REQUIRED WORK — Locate the line containing "to open log" in the data below. Reproduce it and every following line up to the end, exactly as given.

EXERCISE INPUT —
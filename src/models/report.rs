use serde::{Deserialize, Serialize};

/// Outcome of checking one product during a cycle.
#[derive(Debug, Clone, PartialEq, Eq, Serialize, Deserialize)]
pub struct CycleResult {
    pub url: String,
    pub price_raw: String,
    pub stock: String,
    pub changed: bool,
}

/// Consolidated message sent once per cycle.
#[derive(Debug, Clone, PartialEq, Eq, Serialize, Deserialize)]
pub struct Report {
    pub subject: String,
    pub body: String,
}
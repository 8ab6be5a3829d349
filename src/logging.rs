//! Console and log-file output.

use anyhow::{Context, Result};
use tracing_appender::non_blocking::WorkerGuard;
use tracing_appender::rolling::{RollingFileAppender, Rotation};
use tracing_subscriber::prelude::*;
use tracing_subscriber::{fmt, EnvFilter};

use crate::config::AppConfig;

/// Installs the global subscriber: one layer on stdout, one appending to
/// `<data_dir>/<logging.file>`. `RUST_LOG` overrides `logging.level`.
///
/// The returned guard flushes the file writer on drop and must be held for
/// the life of the process.
pub fn init(config: &AppConfig) -> Result<WorkerGuard> {
    let data_dir = &config.storage.data_dir;
    std::fs::create_dir_all(data_dir)
        .with_context(|| format!("Failed to create data directory {}", data_dir.display()))?;

    let file_appender = RollingFileAppender::builder()
        .rotation(Rotation::NEVER)
        .filename_prefix(&config.logging.file)
        .build(data_dir)
        .with_context(|| format!("Failed to open log file {}", config.logging.file))?;
    let (file_writer, guard) = tracing_appender::non_blocking(file_appender);

    let filter = EnvFilter::try_from_default_env()
        .unwrap_or_else(|_| EnvFilter::new(&config.logging.level));

    tracing_subscriber::registry()
        .with(filter)
        .with(fmt::layer())
        .with(fmt::layer().with_ansi(false).with_writer(file_writer))
        .try_init()
        .context("Failed to install tracing subscriber")?;

    Ok(guard)
}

ANSWER SECTION —
        .with_context(|| format!("Failed to open log file {}", config.logging.file))?;
    let (file_writer, guard) = tracing_appender::non_blocking(file_appender);

    let filter = EnvFilter::try_from_default_env()
        .unwrap_or_else(|_| EnvFilter::new(&config.logging.level));

    tracing_subscriber::registry()
        .with(filter)
        .with(fmt::layer())
        .with(fmt::layer().with_ansi(false).with_writer(file_writer))
        .try_init()
        .context("Failed to install tracing subscriber")?;

    Ok(guard)
}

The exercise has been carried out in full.